Exercise aim: Your answer should be only the lines below from the one with "match runtime.load(source, path).and_then(|chunk|" to the one with "let prompt = if", repeated exactly, ends included.

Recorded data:
.....

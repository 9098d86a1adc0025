use std::{
    env, fs,
    io::{self, Write},
    process::ExitCode,
    rc::Rc,
};

use lupine::{
    BridgeConfig, BridgeError, BridgeTracer, HostFunction, HostList, LogTracer, NoopTracer, ProfilingTracer, Runtime,
    Value, as_function, as_itemgetter, smallvec,
};
use tracing_subscriber::EnvFilter;

const USAGE: &str = "usage: lupine [--config FILE] [--trace | --profile] [SCRIPT [ARGS...]]";

#[derive(Debug, Default)]
struct Options {
    config: Option<String>,
    trace: bool,
    profile: bool,
    script: Option<String>,
    script_args: Vec<String>,
}

fn main() -> ExitCode {
    let options = match parse_args(env::args().skip(1)) {
        Ok(options) => options,
        Err(err) => {
            eprintln!("{err}\n{USAGE}");
            return ExitCode::FAILURE;
        }
    };

    let config = match &options.config {
        Some(path) => match read_config(path) {
            Ok(config) => config,
            Err(err) => {
                eprintln!("{err}");
                return ExitCode::FAILURE;
            }
        },
        None => BridgeConfig::default(),
    };

    let profiler = ProfilingTracer::new();
    let tracer: Box<dyn BridgeTracer> = if options.trace {
        tracing_subscriber::fmt()
            .with_env_filter(EnvFilter::try_from_default_env().unwrap_or_else(|_| EnvFilter::new("lupine=debug")))
            .with_writer(io::stderr)
            .init();
        Box::new(LogTracer)
    } else if options.profile {
        Box::new(profiler.clone())
    } else {
        Box::new(NoopTracer)
    };

    let runtime = match Runtime::with_tracer(config, tracer) {
        Ok(runtime) => runtime,
        Err(err) => {
            eprintln!("error: {err}");
            return ExitCode::FAILURE;
        }
    };
    if let Err(err) = install_host_library(&runtime, &options.script_args) {
        eprintln!("error: {err}");
        return ExitCode::FAILURE;
    }

    let code = match &options.script {
        Some(path) => run_script(&runtime, path),
        None => repl(&runtime),
    };
    if options.profile {
        eprintln!("{}", profiler.report());
    }
    code
}

fn parse_args(mut args: impl Iterator<Item = String>) -> Result<Options, String> {
    let mut options = Options::default();
    while let Some(arg) = args.next() {
        match arg.as_str() {
            "--config" => {
                let path = args.next().ok_or("--config needs a file")?;
                options.config = Some(path);
            }
            "--trace" => options.trace = true,
            "--profile" => options.profile = true,
            "-h" | "--help" => return Err("lupine: run Lua scripts with host callbacks".to_owned()),
            flag if flag.starts_with("--") => return Err(format!("unknown option {flag}")),
            _ => {
                options.script = Some(arg);
                options.script_args = args.collect();
                break;
            }
        }
    }
    if options.trace && options.profile {
        return Err("--trace and --profile cannot be combined".to_owned());
    }
    Ok(options)
}

fn read_config(path: &str) -> Result<BridgeConfig, String> {
    let text = fs::read_to_string(path).map_err(|err| format!("error reading {path}: {err}"))?;
    let config: BridgeConfig = serde_json::from_str(&text).map_err(|err| format!("invalid config {path}: {err}"))?;
    config.validate().map_err(|err| err.to_string())?;
    Ok(config)
}

/// Adds `args` (the script arguments) and `env(name)` to the bridge library.
fn install_host_library(runtime: &Runtime, script_args: &[String]) -> Result<(), BridgeError> {
    let library = runtime.library()?;
    let args = HostList::new(script_args.iter().map(|arg| Value::from(arg.as_str())));
    library.set("args", as_itemgetter(Rc::new(args)))?;

    let env = HostFunction::named("env", |_, args| {
        let name = args.first().map_or(Ok(""), Value::to_str)?;
        Ok(smallvec![env::var(name).ok().into()])
    });
    library.set("env", as_function(Rc::new(env)))?;
    Ok(())
}

fn run_script(runtime: &Runtime, path: &str) -> ExitCode {
    tracing::debug!(target: "lupine", script = path, "running script");
    let source = match fs::read(path) {
        Ok(source) => source,
        Err(err) => {
            eprintln!("error reading {path}: {err}");
            return ExitCode::FAILURE;
        }
    };
    match runtime.load(source, path).and_then(|chunk| chunk.call([])) {
        Ok(_) => ExitCode::SUCCESS,
        Err(err) => {
            report(&err);
            ExitCode::FAILURE
        }
    }
}

fn repl(runtime: &Runtime) -> ExitCode {
    let mut source = String::new();
    loop {
        let prompt = if source.is_empty() { ">>> " } else { "... " };
        let Some(line) = read_line(prompt) else {
            println!();
            break;
        };

        if source.is_empty() && line.trim().is_empty() {
            continue;
        }
        if !source.is_empty() {
            source.push('\n');
        }
        source.push_str(&line);

        match execute_snippet(runtime, &source) {
            Snippet::Incomplete => continue,
            Snippet::Done(values) => {
                if !values.is_empty() {
                    println!("{}", values.join("\t"));
                }
            }
            Snippet::Failed(err) => report(&err),
        }
        source.clear();
    }
    ExitCode::SUCCESS
}

enum Snippet {
    Done(Vec<String>),
    Incomplete,
    Failed(BridgeError),
}

/// Runs one snippet, first as an expression and then as a chunk.
fn execute_snippet(runtime: &Runtime, source: &str) -> Snippet {
    let chunk = match runtime.load(format!("return {source}"), "stdin") {
        Ok(chunk) => chunk,
        Err(_) => match runtime.load(source, "stdin") {
            Ok(chunk) => chunk,
            Err(BridgeError::Syntax { message }) if message.ends_with("<eof>") => return Snippet::Incomplete,
            Err(err) => return Snippet::Failed(err),
        },
    };
    let values = match chunk.call([]) {
        Ok(values) => values,
        Err(err) => return Snippet::Failed(err),
    };
    let texts = values
        .iter()
        .map(|value| runtime.tostring(value))
        .collect::<Result<Vec<_>, _>>();
    match texts {
        Ok(texts) => Snippet::Done(texts),
        Err(err) => Snippet::Failed(err),
    }
}

fn report(err: &BridgeError) {
    eprintln!("error: {err}");
    if let Some(traceback) = err.traceback() {
        // the traceback repeats the message on its first line
        let frames = traceback.split_once('\n').map_or(traceback, |(_, rest)| rest);
        eprintln!("{frames}");
    }
}

/// Reads one line from stdin after printing a prompt.
///
/// Returns `None` on EOF (Ctrl+D).
fn read_line(prompt: &str) -> Option<String> {
    print!("{prompt}");
    if io::stdout().flush().is_err() {
        return None;
    }
    let mut input = String::new();
    let read = io::stdin().read_line(&mut input).ok()?;
    if read == 0 {
        return None;
    }
    Some(input.trim_end_matches(['\r', '\n']).to_owned())
}

#[cfg(test)]
mod tests {
    use super::*;

    fn parse(args: &[&str]) -> Result<Options, String> {
        parse_args(args.iter().map(|arg| (*arg).to_owned()))
    }

    #[test]
    fn script_arguments_are_passed_through() {
        let options = parse(&["--trace", "main.lua", "--config", "x"]).unwrap();
        assert!(options.trace);
        assert_eq!(options.config, None);
        assert_eq!(options.script.as_deref(), Some("main.lua"));
        assert_eq!(options.script_args, vec!["--config".to_owned(), "x".to_owned()]);
    }

    #[test]
    fn bad_flags_are_rejected() {
        assert!(parse(&["--config"]).is_err());
        assert!(parse(&["--verbose"]).is_err());
        assert!(parse(&["--trace", "--profile"]).is_err());
    }

    #[test]
    fn snippets_are_tried_as_expressions_first() {
        let runtime = Runtime::new().unwrap();
        install_host_library(&runtime, &["one".to_owned()]).unwrap();
        assert!(matches!(execute_snippet(&runtime, "1 + 1"), Snippet::Done(values) if values == ["2"]));
        assert!(matches!(execute_snippet(&runtime, "x = 5"), Snippet::Done(values) if values.is_empty()));
        assert!(matches!(execute_snippet(&runtime, "x, host.args[0]"), Snippet::Done(values) if values == ["5", "one"]));
        assert!(matches!(execute_snippet(&runtime, "for i = 1, 2 do"), Snippet::Incomplete));
        assert!(matches!(execute_snippet(&runtime, "error('no')"), Snippet::Failed(_)));
        assert!(matches!(execute_snippet(&runtime, "x = = 1"), Snippet::Failed(BridgeError::Syntax { .. })));
    }
}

.....

Problem solution:
    match runtime.load(source, path).and_then(|chunk| chunk.call([])) {
        Ok(_) => ExitCode::SUCCESS,
        Err(err) => {
            report(&err);
            ExitCode::FAILURE
        }
    }
}

fn repl(runtime: &Runtime) -> ExitCode {
    let mut source = String::new();
    loop {
        let prompt = if source.is_empty() { ">>> " } else { "... " };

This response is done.